Il me raconte qu’au début, ses amis pensaient que sa job consistait à passer ses samedis soirs au bar, à surveiller les clients jusqu’à 3h du matin! C’est que, les gens ne comprennent pas toujours le métier de maître brasseur; au-delà de la création des recettes. Mais le monde de la bière a connu une importante révolution et, depuis, les styles et les expérimentations se multiplient. D’Jo m’explique comment il navigue à travers tout ça en faisant des choix. Car, oui, il y a les tendances, mais il y a aussi les valeurs et l’ADN de l’entreprise qu’il faut savoir respecter. Il doit donc établir des lignes directrices en adéquation avec la philosophie de brassage et… Bien sûr, il faut aussi s’amuser!

Tout au long de notre échange, c’est d’ailleurs un thème qui revient régulièrement. «Il faut réussir à avoir du plaisir, malgré la folie…» J’imagine que ça doit être plutôt plaisant de travailler au Siboire, car le brasseur peut compter sur une équipe fidèle dont certains membres sont à ses côtés depuis plus de dix ans.

On glisse un peu sur le sujet des IPA Test, ces expérimentations pour parvenir à la parfaite New England India Pale Ale et pour lesquelles son côté scientifique s’amuse beaucoup: «On joue avec les houblons, oui, mais aussi avec les levures, l’eau et bien des petits détails qui permettent d’étudier plusieurs paramètres.» Je le questionne afin de savoir à quand remonte la dernière fois où il a vraiment tripé et il me parle du voyage qu’il a fait avec ses directeurs pour aller sélectionner les houblons de la prochaine année dans les vallées de Yakima en Orégon. «Va voir les vidéos que Joannie a faites sur notre chaîne YouTube, tu vas capoter!», me suggère-t-il. En effet, ça vaut le coup d’œil!

Photo : Frédéric Gosselin instagram.com/fuseau.solaire

Avec ou sans alcool?

Ensuite, on enchaine sur les dernières bières sans alcool que la micro a lancées. «Les gens vont toujours avoir besoin de socialiser. On l’a vu chaque fois qu’il y a eu une réouverture. Les clients sont au rendez-vous et nos pubs se remplissent… C’est d’ailleurs une des choses qui m’a le plus fait plaisir pendant la pandémie! Moi, j’aime avoir du fun, j’aime être bien entouré, mais j’aime aussi pouvoir boire quelque chose de bon, sans que le pourcentage d’alcool m’assomme!», partage-t-il. Je ne serais donc pas surprise de voir apparaitre d’autres itération de la microbrasserie qui seront plus légères en alcool.

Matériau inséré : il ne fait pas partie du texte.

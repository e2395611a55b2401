use std::sync::Arc;

use tracing::{debug, info, instrument, warn};
use zeroize::Zeroizing;

use crate::config::{GreenlightDataConfig, PasswordHashing};
use crate::contract::model::{Metadata, Movie, MoviePatch, NewMovie, NewUser, Password, User, UserPatch};
use crate::domain::error::DomainError;
use crate::domain::filters::{validate_filters, MovieQuery};
use crate::domain::movies::validate_movie;
use crate::domain::repo::{MoviesRepository, UsersRepository};
use crate::domain::users::validate_user;
use crate::domain::validator::Validator;

/// Domain service for movies and users.
/// Depends only on the repository ports, not on infra types.
#[derive(Clone)]
pub struct Service {
    movies: Arc<dyn MoviesRepository>,
    users: Arc<dyn UsersRepository>,
    config: ServiceConfig,
}

/// Configuration for the domain service
#[derive(Debug, Clone)]
pub struct ServiceConfig {
    pub default_page_size: i64,
    pub max_edit_retries: u32,
    pub password_hashing: PasswordHashing,
}

impl Default for ServiceConfig {
    fn default() -> Self {
        Self::from(&GreenlightDataConfig::default())
    }
}

impl From<&GreenlightDataConfig> for ServiceConfig {
    fn from(cfg: &GreenlightDataConfig) -> Self {
        Self {
            default_page_size: cfg.default_page_size,
            max_edit_retries: cfg.max_edit_retries,
            password_hashing: cfg.password_hashing,
        }
    }
}

impl Service {
    pub fn new(
        movies: Arc<dyn MoviesRepository>,
        users: Arc<dyn UsersRepository>,
        config: ServiceConfig,
    ) -> Self {
        Self {
            movies,
            users,
            config,
        }
    }

    pub fn config(&self) -> &ServiceConfig {
        &self.config
    }

    #[instrument(
        name = "greenlight_data.service.create_movie",
        skip(self, new_movie),
        fields(title = %new_movie.title)
    )]
    pub async fn create_movie(&self, new_movie: NewMovie) -> Result<Movie, DomainError> {
        info!("Creating new movie");

        let mut movie = Movie::from(new_movie);
        let mut v = Validator::new();
        validate_movie(&mut v, &movie);
        v.into_result()?;

        self.movies.insert(&mut movie).await?;

        info!(movie_id = movie.id, "Successfully created movie");
        Ok(movie)
    }

    #[instrument(name = "greenlight_data.service.get_movie", skip(self), fields(movie_id = id))]
    pub async fn get_movie(&self, id: i64) -> Result<Movie, DomainError> {
        debug!("Getting movie by id");
        let movie = self.movies.get(id).await?;
        debug!("Successfully retrieved movie");
        Ok(movie)
    }

    /// Apply `patch` to the stored movie.
    ///
    /// With `expected_version` pinned, a mismatch fails immediately with
    /// `EditConflict`. Without it, a conflicting concurrent write triggers a
    /// re-fetch and re-apply, up to `max_edit_retries` times.
    #[instrument(
        name = "greenlight_data.service.update_movie",
        skip(self, patch),
        fields(movie_id = id)
    )]
    pub async fn update_movie(
        &self,
        id: i64,
        expected_version: Option<i32>,
        patch: MoviePatch,
    ) -> Result<Movie, DomainError> {
        info!("Updating movie");

        let mut attempt = 0u32;
        loop {
            let mut movie = self.movies.get(id).await?;
            if let Some(expected) = expected_version {
                if movie.version != expected {
                    debug!(stored_version = movie.version, "Stale version supplied");
                    return Err(DomainError::EditConflict);
                }
            }

            movie.apply(&patch);
            let mut v = Validator::new();
            validate_movie(&mut v, &movie);
            v.into_result()?;

            match self.movies.update(&mut movie).await {
                Ok(()) => {
                    info!(version = movie.version, "Successfully updated movie");
                    return Ok(movie);
                }
                Err(DomainError::EditConflict)
                    if expected_version.is_none() && attempt < self.config.max_edit_retries =>
                {
                    attempt += 1;
                    warn!(attempt, "Edit conflict, re-fetching movie");
                }
                Err(e) => return Err(e),
            }
        }
    }

    #[instrument(name = "greenlight_data.service.delete_movie", skip(self), fields(movie_id = id))]
    pub async fn delete_movie(&self, id: i64) -> Result<(), DomainError> {
        info!("Deleting movie");
        if !self.movies.delete(id).await? {
            return Err(DomainError::NotFound);
        }
        info!("Successfully deleted movie");
        Ok(())
    }

    #[instrument(
        name = "greenlight_data.service.list_movies",
        skip(self, query),
        fields(title = %query.title, page = query.filters.page, page_size = query.filters.page_size)
    )]
    pub async fn list_movies(&self, query: MovieQuery) -> Result<(Vec<Movie>, Metadata), DomainError> {
        debug!("Listing movies");

        let mut v = Validator::new();
        validate_filters(&mut v, &query.filters);
        v.into_result()?;

        let (movies, metadata) = self
            .movies
            .list(&query.title, &query.genres, &query.filters)
            .await?;

        debug!(
            "Successfully listed {} movies of {}",
            movies.len(),
            metadata.total_records
        );
        Ok((movies, metadata))
    }

    #[instrument(
        name = "greenlight_data.service.register_user",
        skip(self, new_user),
        fields(email = %new_user.email)
    )]
    pub async fn register_user(&self, new_user: NewUser) -> Result<User, DomainError> {
        info!("Registering new user");

        let mut user = User {
            name: new_user.name,
            email: new_user.email,
            password: self.hash_password(new_user.password).await?,
            activated: false,
            ..Default::default()
        };

        let mut v = Validator::new();
        validate_user(&mut v, &user);
        v.into_result()?;

        self.users.insert(&mut user).await?;
        user.password.clear_plaintext();

        info!(user_id = user.id, "Successfully registered user");
        Ok(user)
    }

    #[instrument(name = "greenlight_data.service.get_user_by_email", skip(self))]
    pub async fn get_user_by_email(&self, email: &str) -> Result<User, DomainError> {
        debug!("Getting user by email");
        self.users.get_by_email(email).await
    }

    #[instrument(name = "greenlight_data.service.update_user", skip(self, patch))]
    pub async fn update_user(&self, email: &str, patch: UserPatch) -> Result<User, DomainError> {
        info!("Updating user");

        let mut user = self.users.get_by_email(email).await?;
        if let Some(name) = patch.name {
            user.name = name;
        }
        if let Some(new_email) = patch.email {
            user.email = new_email;
        }
        if let Some(activated) = patch.activated {
            user.activated = activated;
        }
        if let Some(password) = patch.password {
            user.password = self.hash_password(password).await?;
        }

        let mut v = Validator::new();
        validate_user(&mut v, &user);
        v.into_result()?;

        self.users.update(&mut user).await?;
        user.password.clear_plaintext();

        info!(user_id = user.id, version = user.version, "Successfully updated user");
        Ok(user)
    }

    /// The user owning `email` if `password` matches, `None` otherwise.
    #[instrument(name = "greenlight_data.service.authenticate", skip(self, password))]
    pub async fn authenticate(&self, email: &str, password: &str) -> Result<Option<User>, DomainError> {
        let user = match self.users.get_by_email(email).await {
            Ok(user) => user,
            Err(DomainError::NotFound) => {
                debug!("No user for email");
                return Ok(None);
            }
            Err(e) => return Err(e),
        };

        let stored = user.password.clone();
        let candidate = Zeroizing::new(password.to_string());
        let ok = tokio::task::spawn_blocking(move || stored.matches(&candidate))
            .await
            .map_err(|e| DomainError::hashing(e.to_string()))??;

        if ok {
            debug!(user_id = user.id, "Credentials accepted");
            Ok(Some(user))
        } else {
            debug!(user_id = user.id, "Credentials rejected");
            Ok(None)
        }
    }

    /// Argon2 is CPU bound; keep it off the async workers.
    async fn hash_password(&self, plaintext: String) -> Result<Password, DomainError> {
        let params = self.config.password_hashing;
        let plaintext = Zeroizing::new(plaintext);
        tokio::task::spawn_blocking(move || {
            let mut password = Password::default();
            password.set(&plaintext, &params).map(|()| password)
        })
        .await
        .map_err(|e| DomainError::hashing(e.to_string()))?
    }
}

Encore une fois, on sent qu’il y a derrière tout ça un désir pour que les gens s’amusent tout en prenant soin de leur santé. Il me confie même qu’il ne boit généralement pas du dimanche au mercredi… Comme quoi, il y a plein de vieux stéréotypes qui ne s’appliquent plus au monde brassicole d’aujourd’hui!

Photo : Frédéric Gosselin instagram.com/fuseau.solaire

Un avenir plein de soleil!

«Tu sais, j’ai deux enfants de 5 et 7 ans et j’aimerais qu’ils puissent se dire un jour que leur papa a fait de quoi de bon pour Sherbrooke…» Quand je regarde à quel point lui et son partner des vingt-cinq dernières années répondent toujours présents et s’illustrent en tant qu’acteurs de changement et leaders positifs, je ne suis pas trop inquiète que ce sera le cas!

En attendant, je me promets bien de revenir sur la terrasse du Siboire lorsque le soleil sera de retour… Question de profiter de cet oasis au cœur du centro, de goûter ce que l’inspiration de D’Jo lui aura permis de concocter et, pourquoi pas, de refaire le monde à coup de petites gorgées pas trop alcoolisées!